Introduction to Machine Learning principles

oriented toward understanding and mathematics
rather than impressive demonstration
– I will try to answer to some of your questions –

M-A Delsuc - IGBMC - Université de Strasbourg
produced with Quarto & reveal
CC 4.0 BY

2024-05-13

New Science

New Science ?

An example of mine from 25 years ago.

A simple perceptron-type neural-network to assign amino-acid signals from protein ¹H NMR signals.

- input layer : 32
- hidden layer: 4
- output layer: 20
- software: MatLab module
- training time : long !

PROFFseq Rost & Sanders (1993) (Protein Secondary Structure Prediction
Perceptrons Minsky & Papert (1969)

Old Science ?

Well known example

(source Wikipedia) Analysis of a system, from measurements to model

So, what is new ?

Computers

Modern Machine Learning is about handling a lot of data
Large memory – Large computing capacities
parallelization – GPU

Mathematics / Algorithmics

new mathematics of large dimensionnal spaces
- Johnson–Lindenstrauss lemma (1984)
- Kullback–Leibler divergence (1975)
algorithmic derivation and back-propagation
Tensor objects
Stochastique Gradient Descent (SGD)

Efficiency

“bio-inspired” approaches
favour efficiency to understanding
size of training sets (digitalisation of the world)
driven by Large Companies
- Google, Meta, Microsoft

The problem

General view of Data Analysis and Modeling:

DATA
can be anything
- images
- distributions
- values
- classification

\(N\) measurements
\(X_n \quad n : \{1 \cdots N\}\)
each \(X_n\) contains
1 or more “features”
\(\Rightarrow\) stored in a matrix \(X\)
NOT in Excel !

MODEL
can be anything
- analogic
- equation
- program
- neural network

\(P\) parameters
\(M_p \quad p : \{1 \cdots P\}\)

\(\Rightarrow\) stored in a program
NOT in Excel !

Question
can be many things
- regression
- classification
- clustering
- model confirmation
- inversion
- denoising
- generative

“NOT in Excel” could be a definition of modern ML !

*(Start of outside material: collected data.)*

//! # SubscriptionSet: per-owner scoped subscriptions with guaranteed cleanup.
//!
//! [`SubscriptionSet`] tracks every subscription an owning object made and
//! retracts them all when the set is dropped — the core safety contract of
//! the subsystem: no listener closure outlives its owner while still
//! registered.
//!
//! ## Rules
//! - Each record binds to the **manager instance active at subscribe time**
//!   (the `Arc` is stored alongside the id). Repointing the registry's
//!   "current" afterwards never migrates or strands a subscription; cleanup
//!   always reaches the right manager.
//! - Duplicate names are allowed, but [`SubscriptionSet::unsubscribe`]
//!   removes **all** records under the name — callers who subscribed twice
//!   intentionally should hold two sets (a `warn!` flags the situation both
//!   on the duplicate subscribe and on the blanket removal).
//! - With no current manager in the registry, `subscribe` degrades to a
//!   no-op and returns `false`.
//!
//! ## Example
//! ```rust
//! use tickbus::{Event, Registry, SubscriptionSet};
//!
//! let registry = Registry::new();
//! registry.create("game");
//!
//! {
//!     let mut subs = SubscriptionSet::new();
//!     subs.subscribe(&registry, "quit", |_, _| { /* owner reacts */ });
//!     assert_eq!(registry.current().unwrap().list_listeners().len(), 1);
//! } // owner destroyed: the set drops and unsubscribes everything
//!
//! assert!(registry.current().unwrap().list_listeners().is_empty());
//! ```

use std::sync::Arc;

use tracing::{debug, warn};

use crate::bus::{EventManager, Registry, SubscriptionId};
use crate::events::Args;

/// One scoped registration: where it lives and how to cancel it.
struct Record {
    name: String,
    id: SubscriptionId,
    /// Manager the registration was made against; kept so cleanup works even
    /// after the registry's current selection moves on.
    manager: Arc<EventManager>,
}

/// Per-owner bookkeeping of subscriptions, released on drop.
///
/// Embed one in any object that registers listeners; dropping the object
/// drops the set, which unsubscribes every remaining record. [`clear`] is
/// the explicit release path for teardown that happens before drop.
///
/// [`clear`]: SubscriptionSet::clear
#[derive(Default)]
pub struct SubscriptionSet {
    records: Vec<Record>,
}

impl SubscriptionSet {
    /// Creates an empty set.
    #[must_use]
    pub fn new() -> Self {
        Self::default()
    }

    /// Subscribes `callback` under `name` on the registry's current manager.
    ///
    /// Records the registration for automatic cleanup. Returns `false`
    /// (no-op) when the registry has no current manager.
    pub fn subscribe<F>(&mut self, registry: &Registry, name: &str, callback: F) -> bool
    where
        F: Fn(&str, &Args) + Send + Sync + 'static,
    {
        let Some(manager) = registry.current() else {
            warn!(event = %name, "scoped subscribe skipped: no current manager");
            return false;
        };
        self.subscribe_to(&manager, name, callback);
        true
    }

    /// Subscribes on an explicit manager, bypassing the current selection.
    ///
    /// Returns the new registration's id (also recorded for cleanup).
    pub fn subscribe_to<F>(
        &mut self,
        manager: &Arc<EventManager>,
        name: &str,
        callback: F,
    ) -> SubscriptionId
    where
        F: Fn(&str, &Args) + Send + Sync + 'static,
    {
        if self.records.iter().any(|r| r.name == name) {
            // Allowed, but a later unsubscribe(name) removes both.
            warn!(event = %name, "owner already subscribed to this event; unsubscribe will remove all");
        }
        let id = manager.subscribe(name, callback);
        self.records.push(Record {
            name: name.to_string(),
            id,
            manager: Arc::clone(manager),
        });
        id
    }

    /// Removes every record this owner holds under `name`.
    ///
    /// Unsubscribes each from the manager it was registered with. Returns
    /// `false` if no record under that name was held.
    pub fn unsubscribe(&mut self, name: &str) -> bool {
        let held = self.records.iter().filter(|r| r.name == name).count();
        if held == 0 {
            debug!(event = %name, "no scoped records to unsubscribe");
            return false;
        }
        if held > 1 {
            warn!(event = %name, count = held, "removing multiple records for one event");
        }
        let mut kept = Vec::with_capacity(self.records.len() - held);
        for record in self.records.drain(..) {
            if record.name == name {
                record.manager.unsubscribe(record.id);
            } else {
                kept.push(record);
            }
        }
        self.records = kept;
        true
    }

    /// Explicitly releases every remaining record.
    ///
    /// Equivalent to dropping the set, for owners with a teardown path that
    /// runs earlier.
    pub fn clear(&mut self) {
        for record in self.records.drain(..) {
            record.manager.unsubscribe(record.id);
        }
    }

    /// Number of live records.
    #[must_use]
    pub fn len(&self) -> usize {
        self.records.len()
    }

    /// True if no records are held.
    #[must_use]
    pub fn is_empty(&self) -> bool {
        self.records.is_empty()
    }
}

impl Drop for SubscriptionSet {
    fn drop(&mut self) {
        self.clear();
    }
}

impl std::fmt::Debug for SubscriptionSet {
    fn fmt(&self, f: &mut std::fmt::Formatter<'_>) -> std::fmt::Result {
        f.debug_struct("SubscriptionSet")
            .field("records", &self.records.len())
            .finish()
    }
}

an optimization problem - 1

training

apply the model \(M\) to the data \(X\) and see how it matches
modifies the parameters to improve match
loop until satisfied

\(\Rightarrow\) trained model

to do so:

build a target function \(T\) which measure the mismatch (or a similarity)

Either:

1/ some answers \(A\) are known - supervised training \(\;\equiv\quad\) knowledge extension

2/ No known answers - non-supervised training \(\;\equiv\quad\) knowledge extraction

an optimization problem - 2

1/ supervised training

some answers \(A\) are known - build \(T\) using the answers :

\[T(M) = d( M(X), A )\qquad \text{where } d \text{ is a distance}\]

2/ non-supervised training

No known answers - build \(T\) with other kind information :

use some kind of a-priori information \(f\quad\) (positivity, sparcity, entropy, other global statistics, …) \[T(M) = f(M)\]
test against itself par cutting \(X\) in 2 parts: \(X_{training}\) and \(X_{validation}\) \[T(M) = d(M(X_t), X_v)\]

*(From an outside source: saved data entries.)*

//! Minimal driving loop: an input producer, a world consumer, and one
//! `drain()` per tick.
//!
//! Run with: `cargo run --example tick_loop`

use std::sync::atomic::{AtomicBool, Ordering};
use std::sync::Arc;

use tickbus::{events::names, Event, Registry, SubscriptionSet};

fn main() {
    let registry = Registry::new();
    registry.create("game");
    let bus = registry.current().expect("just created");

    let running = Arc::new(AtomicBool::new(true));
    let mut world = SubscriptionSet::new();

    world.subscribe(&registry, names::RESIZE_WORLD, |_, args| {
        match (args.get_int("X"), args.get_int("Y"), args.get_int("Z")) {
            (Ok(x), Ok(y), Ok(z)) => println!("world resized to {x}x{y}x{z}"),
            (x, y, z) => eprintln!("bad resizeWorld schema: {x:?} {y:?} {z:?}"),
        }
    });

    let r = Arc::clone(&running);
    world.subscribe(&registry, names::QUIT, move |_, _| {
        println!("quit requested");
        r.store(false, Ordering::Relaxed);
    });

    // Scripted "input" for three ticks of the loop.
    let script: Vec<Vec<Event>> = vec![
        vec![Event::new(names::RESIZE_WORLD).with("X", 16).with("Y", 16).with("Z", 8)],
        vec![],
        vec![Event::new(names::QUIT)],
    ];

    for (tick, events) in script.into_iter().enumerate() {
        if !running.load(Ordering::Relaxed) {
            break;
        }
        for ev in events {
            bus.publish(ev); // deferred: nothing happens yet
        }
        println!("tick {tick}: draining {} event(s)", bus.pending());
        bus.drain();
    }
}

3/ cumulate both approaches \[T(M) = d( M(X), A ) + \alpha f(M)\] Regularisation approach – quite common actually

an optimization problem - 3

In all cases, find the set of parameters \(M_p\) so that \(T(M)\) is optimal
minimum if \(d()\) is a distance; – maximum if \(d()\) is a similarity

The distance can be the Cartesian distance: \[d(a,b) = \sqrt{ \sum_i (a_i - b_i)^2 }\] (also called the \(\ell_2\) norm)

but can be any other norm, (or even a pseudo-norm) in particular for large dimensionnal datasets.

for instance

the \(\ell_1\) norm:\(\quad \ell_1(a,b) = \sum_i |a_i - b_i|\)
the spectral norm \(\quad d_S(a,b) = \sum_i(\sigma(a-b)_i) \quad\) where \(\sigma(M)_i\) is the i^th singular value of the matrix \(M\).
the KL divergence, \(d_{KL}(a,b) = \sum_i a_i \log(\frac{ a_i} {b_i})\) a pseudo-norm which handle the information problem as Probability Density Functions:
or the cosine similarity: \(\quad d_c(a,b) = \cos(a,b) = \Vert a\Vert \Vert b \Vert \cos(\theta) \quad\) where \(\cos(\theta)\) is the angle in the multidimensionnal vector space
- equal to 1.0 when both vectors are proportional
or anything else…

an optimization problem - 4

We are dealing with a HUGE search space, so we need to compute the derivative of \(T\) against \(M_p\):

\[ \nabla M = \frac{\partial T}{\partial M_p}\]

which is a vector of dimension \(P\), depending on the form of \(M\) it can a be very complex function.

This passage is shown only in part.